In the summer of 2001, a Canadian research team conducting routine sonar mapping off the western coast of Cuba spotted something unexpected. Beneath 2,000 feet of Caribbean water, their equipment returned images of symmetrical stone structures—linear formations, circular patterns, and pyramid-like shapes sprawled across the seafloor. To the untrained eye, they resembled an ancient city plan, the kind etched into textbooks or imagined in myths.
What followed was a flurry of speculation, headlines, and high hopes. Could these be the remains of a long-lost civilization, predating even Egypt’s pyramids? Or was it simply geology playing tricks again—an illusion conjured by time, tide, and tectonics?
More than two decades later, the site remains unexplored in any serious, peer-reviewed capacity. The original expedition led by Advanced Digital Communications (ADC), a Havana-based company working jointly with the Cuban government, collected initial footage and sonar data. But funding dried up. Institutional interest waned. And the site, located off the Guanahacabibes Peninsula, slipped back into the quiet of the deep.

Yet as old images resurface on social media and fringe theories re-emerge in digital documentaries, so does public interest. In a scientific landscape defined by data, the mystery off Cuba’s coast endures not for what we know—but precisely for what we don’t.
Sonar Echoes and a City-Shaped Illusion
The 2001 expedition used side-scan sonar, a common method for mapping the seafloor, typically employed to locate shipwrecks. What they found instead were formations stretching over several square kilometers, laid out in rectilinear grids. Initial footage from a remotely operated vehicle (ROV) revealed what looked like massive blocks with smooth surfaces and sharp edges—some rising in shapes reminiscent of step pyramids.
Paulina Zelitsky, a Russian-born engineer and co-founder of ADC, told BBC News at the time: “It’s a really wonderful structure which really looks like it could have been a large urban center.” But she also urged caution: “It would be totally irresponsible to say what it was before we have evidence.”
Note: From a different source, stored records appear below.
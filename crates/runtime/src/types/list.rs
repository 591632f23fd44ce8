use crate::{Borrow, BorrowMut, PtrMut, prelude::*};
use rook_memory::Address;

/// The underlying Vec type used by [RList]
pub type ValueVec = Vec<RValue>;

/// The List type used by the Rook runtime
///
/// Clones of a list share the same contents.
#[derive(Clone, Default)]
pub struct RList(PtrMut<ValueVec>);

impl RList {
    /// Creates an RList initialized with the provided data
    pub fn with_data(data: ValueVec) -> Self {
        Self(data.into())
    }

    /// Returns the number of entries of the RList
    pub fn len(&self) -> usize {
        self.data().len()
    }

    /// Returns true if there are no entries in the RList
    pub fn is_empty(&self) -> bool {
        self.data().is_empty()
    }

    /// Returns a reference to the RList's entries
    pub fn data(&self) -> Borrow<'_, ValueVec> {
        self.0.borrow()
    }

    /// Returns a mutable reference to the RList's entries
    pub fn data_mut(&self) -> BorrowMut<'_, ValueVec> {
        self.0.borrow_mut()
    }

    /// Returns a clone of the entry at the given index
    pub fn get(&self, index: usize) -> Option<RValue> {
        self.data().get(index).cloned()
    }

    /// Appends a value to the end of the list
    pub fn push(&self, value: impl Into<RValue>) {
        self.data_mut().push(value.into());
    }

    /// Returns true if the provided RList occupies the same memory address
    pub fn is_same_instance(&self, other: &Self) -> bool {
        PtrMut::ptr_eq(&self.0, &other.0)
    }

    /// Returns the address of the list's shared contents
    pub(crate) fn address(&self) -> Address {
        PtrMut::address(&self.0)
    }

    /// Renders the list into the provided display context
    pub fn display(&self, ctx: &mut DisplayContext) {
        ctx.push('[');
        ctx.container(self.address(), |ctx| {
            for (i, value) in self.data().iter().enumerate() {
                if i > 0 {
                    ctx.append(", ");
                }
                value.display(ctx);
            }
        });
        ctx.push(']');
    }
}

impl From<ValueVec> for RList {
    fn from(data: ValueVec) -> Self {
        Self::with_data(data)
    }
}
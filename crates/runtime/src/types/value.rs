//! The core value type used in the Rook runtime

use crate::{lazy, prelude::*};
use rook_memory::Address;
use std::fmt;

/// The core Value type for Rook
#[derive(Clone, Default)]
pub enum RValue {
    /// The default type representing the absence of a value
    #[default]
    Nil,

    /// A boolean, can be either true or false
    Bool(bool),

    /// A signed 64 bit integer
    Int(i64),

    /// An immutable string
    Str(RString),

    /// A list of values
    List(RList),

    /// The associative container type, mapping hashable keys to values
    Map(RMap),

    /// A class definition, see [RClass]
    Class(RClass),

    /// An instance of a class defined at runtime
    Object(RObject),
}

impl RValue {
    /// Returns the value's type as a [RString]
    ///
    /// Instances return the name of their class.
    pub fn type_name(&self) -> RString {
        use RValue::*;
        match &self {
            Nil => lazy!(RString; "Nil"),
            Bool(_) => lazy!(RString; "Boolean"),
            Int(_) => lazy!(RString; "Integer"),
            Str(_) => lazy!(RString; "String"),
            List(_) => lazy!(RString; "List"),
            Map(_) => lazy!(RString; "Map"),
            Class(_) => lazy!(RString; "Class"),
            Object(o) => o.class().name().clone(),
        }
    }

    /// Returns false for `nil` and `false`, and true for everything else
    pub fn is_truthy(&self) -> bool {
        !matches!(self, RValue::Nil | RValue::Bool(false))
    }

    /// Returns true if the value can be used as a map key, see [ValueKey]
    pub fn is_hashable(&self) -> bool {
        use RValue::*;
        matches!(self, Nil | Bool(_) | Int(_) | Str(_))
    }

    /// Converts the value into its canonical textual form
    ///
    /// Strings return themselves, integers their base-10 form, booleans `true` or `false`,
    /// and `nil` returns an empty string.
    pub fn to_display(&self) -> RString {
        match self {
            RValue::Str(s) => s.clone(),
            RValue::Nil => RString::empty(),
            _ => {
                let mut ctx = DisplayContext::default();
                self.display(&mut ctx);
                ctx.result().into()
            }
        }
    }

    /// Returns a developer-facing rendering of the value, with strings in quotes
    pub fn inspect(&self) -> RString {
        match self {
            RValue::Str(s) => format!("{:?}", s.as_str()).into(),
            RValue::Nil => lazy!(RString; "nil"),
            _ => self.to_display(),
        }
    }

    /// Renders the value into the provided display context
    pub fn display(&self, ctx: &mut DisplayContext) {
        use RValue::*;
        match self {
            Nil if ctx.is_contained() => ctx.append("nil"),
            Nil => {}
            Bool(b) => ctx.append(if *b { "true" } else { "false" }),
            Int(n) => ctx.append(&n.to_string()),
            Str(s) => s.display(ctx),
            List(l) => l.display(ctx),
            Map(m) => m.display(ctx),
            Class(c) => ctx.append(c.name()),
            Object(o) => o.display(ctx),
        }
    }
}

impl PartialEq for RValue {
    fn eq(&self, other: &Self) -> bool {
        values_equal(self, other, &mut Vec::new())
    }
}

// Lists and maps are compared by contents. `open` holds the container pairs currently being
// compared, a pair that's reached again is assumed equal so that recursive containers terminate.
fn values_equal(a: &RValue, b: &RValue, open: &mut Vec<(Address, Address)>) -> bool {
    use RValue::*;

    match (a, b) {
        (Nil, Nil) => true,
        (Bool(a), Bool(b)) => a == b,
        (Int(a), Int(b)) => a == b,
        (Str(a), Str(b)) => a == b,
        (List(a), List(b)) => {
            if a.is_same_instance(b) {
                return true;
            }
            compare_contents((a.address(), b.address()), open, |open| {
                let (a, b) = (a.data(), b.data());
                a.len() == b.len()
                    && a.iter().zip(b.iter()).all(|(a, b)| values_equal(a, b, open))
            })
        }
        (Map(a), Map(b)) => {
            if a.is_same_instance(b) {
                return true;
            }
            compare_contents((a.address(), b.address()), open, |open| {
                let (a, b) = (a.data(), b.data());
                a.len() == b.len()
                    && a.iter()
                        .all(|(key, a)| b.get(key).is_some_and(|b| values_equal(a, b, open)))
            })
        }
        (Class(a), Class(b)) => a.is_same_class(b),
        (Object(a), Object(b)) => a.is_same_instance(b),
        _ => false,
    }
}

fn compare_contents(
    pair: (Address, Address),
    open: &mut Vec<(Address, Address)>,
    compare: impl FnOnce(&mut Vec<(Address, Address)>) -> bool,
) -> bool {
    if open.contains(&pair) {
        return true;
    }

    open.push(pair);
    let result = compare(open);
    open.pop();
    result
}

impl fmt::Debug for RValue {
    fn fmt(&self, f: &mut fmt::Formatter<'_>) -> fmt::Result {
        write!(f, "{}({})", self.type_name(), self.inspect())
    }
}

impl From<()> for RValue {
    fn from(_: ()) -> Self {
        Self::Nil
    }
}

impl From<bool> for RValue {
    fn from(value: bool) -> Self {
        Self::Bool(value)
    }
}

impl From<i64> for RValue {
    fn from(value: i64) -> Self {
        Self::Int(value)
    }
}

impl From<i32> for RValue {
    fn from(value: i32) -> Self {
        Self::Int(value.into())
    }
}

impl From<usize> for RValue {
    fn from(value: usize) -> Self {
        Self::Int(i64::try_from(value).unwrap_or(i64::MAX))
    }
}

impl From<&str> for RValue {
    fn from(value: &str) -> Self {
        Self::Str(value.into())
    }
}

impl From<String> for RValue {
    fn from(value: String) -> Self {
        Self::Str(value.into())
    }
}

impl From<RString> for RValue {
    fn from(value: RString) -> Self {
        Self::Str(value)
    }
}

impl From<RList> for RValue {
    fn from(value: RList) -> Self {
        Self::List(value)
    }
}

impl From<RMap> for RValue {
    fn from(value: RMap) -> Self {
        Self::Map(value)
    }
}

impl From<RClass> for RValue {
    fn from(value: RClass) -> Self {
        Self::Class(value)
    }
}

impl From<RObject> for RValue {
    fn from(value: RObject) -> Self {
        Self::Object(value)
    }
}
//! The `Integer` core class

use crate::prelude::*;

fn is_integer(value: &RValue) -> bool {
    matches!(value, RValue::Int(_))
}

/// Makes the `Integer` class
pub fn make_class() -> ClassBuilder {
    ClassBuilder::new("Integer")
        .builtin(None)
        .method("+", |ctx| {
            let expected_error = "|Integer, Integer|";

            match ctx.instance_and_args(is_integer, expected_error)? {
                (RValue::Int(a), [RValue::Int(b)]) => match a.checked_add(*b) {
                    Some(result) => Ok(result.into()),
                    None => runtime_error!("integer overflow in {a} + {b}"),
                },
                (instance, args) => unexpected_args_after_instance(expected_error, instance, args),
            }
        })
        .method("-", |ctx| {
            let expected_error = "|Integer, Integer|";

            match ctx.instance_and_args(is_integer, expected_error)? {
                (RValue::Int(a), [RValue::Int(b)]) => match a.checked_sub(*b) {
                    Some(result) => Ok(result.into()),
                    None => runtime_error!("integer overflow in {a} - {b}"),
                },
                (instance, args) => unexpected_args_after_instance(expected_error, instance, args),
            }
        })
}
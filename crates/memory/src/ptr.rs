use std::{
    fmt,
    hash::{Hash, Hasher},
    ops::Deref,
    rc::Rc,
};

use crate::Address;

/// Provides access to a shared value that is initialized on first use
///
/// This macro will return a value of type `$ty`.
/// On the first use, the value is initialized using `$expr.into()` and stored in a `thread_local`.
/// Subsequent accesses return a clone of the stored value.
///
/// # Examples
///
/// ```
/// use rook_memory::{Ptr, lazy};
///
/// fn my_string_constant() -> Ptr<str> {
///     lazy!(Ptr<str>; "foo")
/// }
///
/// let s0 = my_string_constant();
/// let s1 = my_string_constant();
///
/// assert!(Ptr::ptr_eq(&s0, &s1));
/// ```
#[macro_export]
macro_rules! lazy {
    ($ty:ty; $expr:expr) => {{
        thread_local! {
            static VALUE: $ty = $expr.into();
        }
        VALUE.with(Clone::clone)
    }};
}

/// Makes a Ptr, with support for casting to trait objects
///
/// Casting from a concrete type to `dyn Trait` needs to be performed on the inner pointer until
/// `CoerceUnsized` is stabilized, this macro takes care of the cast at the call site.
///
/// ```
/// use rook_memory::{Ptr, make_ptr};
/// use std::fmt::Display;
///
/// let p: Ptr<dyn Display> = make_ptr!(42);
/// assert_eq!(p.to_string(), "42");
/// ```
#[macro_export]
macro_rules! make_ptr {
    ($value:expr) => {
        $crate::Ptr::from(::std::rc::Rc::new($value) as ::std::rc::Rc<_>)
    };
}

/// An immutable pointer to a value in allocated memory
#[derive(Default)]
pub struct Ptr<T: ?Sized>(Rc<T>);

impl<T> From<T> for Ptr<T> {
    fn from(value: T) -> Self {
        Self(Rc::new(value))
    }
}

impl<T: ?Sized> From<Box<T>> for Ptr<T> {
    fn from(boxed: Box<T>) -> Self {
        Self(boxed.into())
    }
}

impl<T: ?Sized> From<Rc<T>> for Ptr<T> {
    fn from(inner: Rc<T>) -> Self {
        Self(inner)
    }
}

impl<T: ?Sized> Ptr<T> {
    /// Returns true if the two `Ptr`s point to the same allocation
    ///
    /// See also: [`Rc::ptr_eq`]
    pub fn ptr_eq(this: &Self, other: &Self) -> bool {
        Rc::ptr_eq(&this.0, &other.0)
    }

    /// Returns the address of the allocated memory
    pub fn address(this: &Self) -> Address {
        Rc::as_ptr(&this.0).into()
    }

    /// Returns the number of strong references to the allocated memory
    pub fn ref_count(this: &Self) -> usize {
        Rc::strong_count(&this.0)
    }
}

impl<T: Clone> Ptr<T> {
    /// Makes a mutable reference into the owned `T`, cloning the value if it's shared
    ///
    /// See also: [`Rc::make_mut`]
    pub fn make_mut(this: &mut Self) -> &mut T {
        Rc::make_mut(&mut this.0)
    }
}

impl<T: ?Sized> Deref for Ptr<T> {
    type Target = T;

    fn deref(&self) -> &T {
        self.0.deref()
    }
}

impl<T: ?Sized> Clone for Ptr<T> {
    fn clone(&self) -> Self {
        Self(Rc::clone(&self.0))
    }
}

impl From<&str> for Ptr<str> {
    fn from(value: &str) -> Self {
        Self(Rc::from(value))
    }
}

impl From<String> for Ptr<str> {
    fn from(value: String) -> Self {
        Self(Rc::from(value))
    }
}

impl<T: ?Sized + PartialEq> PartialEq for Ptr<T> {
    fn eq(&self, other: &Self) -> bool {
        self.0 == other.0
    }
}

impl<T: ?Sized + Eq> Eq for Ptr<T> {}

impl<T: ?Sized + Hash> Hash for Ptr<T> {
    fn hash<H: Hasher>(&self, state: &mut H) {
        self.0.hash(state)
    }
}

impl<T: ?Sized + fmt::Debug> fmt::Debug for Ptr<T> {
    fn fmt(&self, f: &mut fmt::Formatter<'_>) -> fmt::Result {
        self.0.fmt(f)
    }
}

impl<T: ?Sized + fmt::Display> fmt::Display for Ptr<T> {
    fn fmt(&self, f: &mut fmt::Formatter<'_>) -> fmt::Result {
        self.0.fmt(f)
    }
}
Despite public excitement, peer-reviewed archaeology journals have never published formal findings on the site. No academic institution has verified the sonar images or ROV footage. Without physical samples, there’s no material proof—just ghostly echoes on a monitor and the tantalizing possibility of misinterpretation.
Too Deep, Too Old?
One of the biggest challenges to the lost-city theory is depth. The structures lie roughly 650 meters (2,133 feet) below sea level. For a human-made settlement to be submerged at such depths, it would have to be at least 50,000 years old, according to Dr. Manuel Iturralde, former chief geologist at Cuba’s Natural History Museum. That predates any known civilization by tens of thousands of years.
“Sea level hasn’t risen enough in the last 6,000 years to submerge something that deep,” Iturralde told National Geographic in a 2002 interview. He reviewed the ADC data and called the formations “peculiar,” though he admitted geological explanations—like fractured limestone platforms or coral terraces—could not be ruled out.


Still, natural formations of such apparent symmetry are rare. And that ambiguity continues to invite both professional scrutiny and amateur fascination.
Why No One Has Returned
Despite the bold implications, no major scientific institution has returned to the site. The University of Southampton’s School of Ocean and Earth Science, one of the world’s top marine geology research centers, has never publicly addressed the Cuban discovery. Neither has NOAA nor UNESCO’s underwater heritage program.
In part, that may stem from the difficulty of deep-sea exploration. A return expedition would require advanced ROVs, geological sampling tools, and a multi-disciplinary team. Costs would likely run into the millions—an investment few are willing to make without clearer evidence.
And then there’s the political context. The discovery occurred in Cuban territorial waters during a period of tight U.S.–Cuba tensions. Collaborative research has always been complicated, even more so for a privately owned Canadian-Cuban venture operating under a media spotlight.
The Myth That Won’t Sink
While scientists tread carefully, the internet doesn’t. YouTube channels like Ancient Architects and independent coverage by ArkeoNews have revived the story, drawing links to Atlantis, pre-diluvian civilizations, and pseudoscientific timelines. The site has become part of a growing constellation of fringe narratives—where geology blurs with mythology and sonar maps become Rorschach tests.
Still, genuine experts remain intrigued. Zelitsky, now retired from deep-sea work, once described the structures as “too organized to be natural.” But without follow-up data, such claims hang in limbo.
In the end, the only certainty may be the ocean’s ability to hide its past. Whether the Cuban anomaly is a case of misread geology or a sunken chapter of prehistory, the mystery underscores a simple truth: more than 80% of the ocean remains unmapped and unexplored.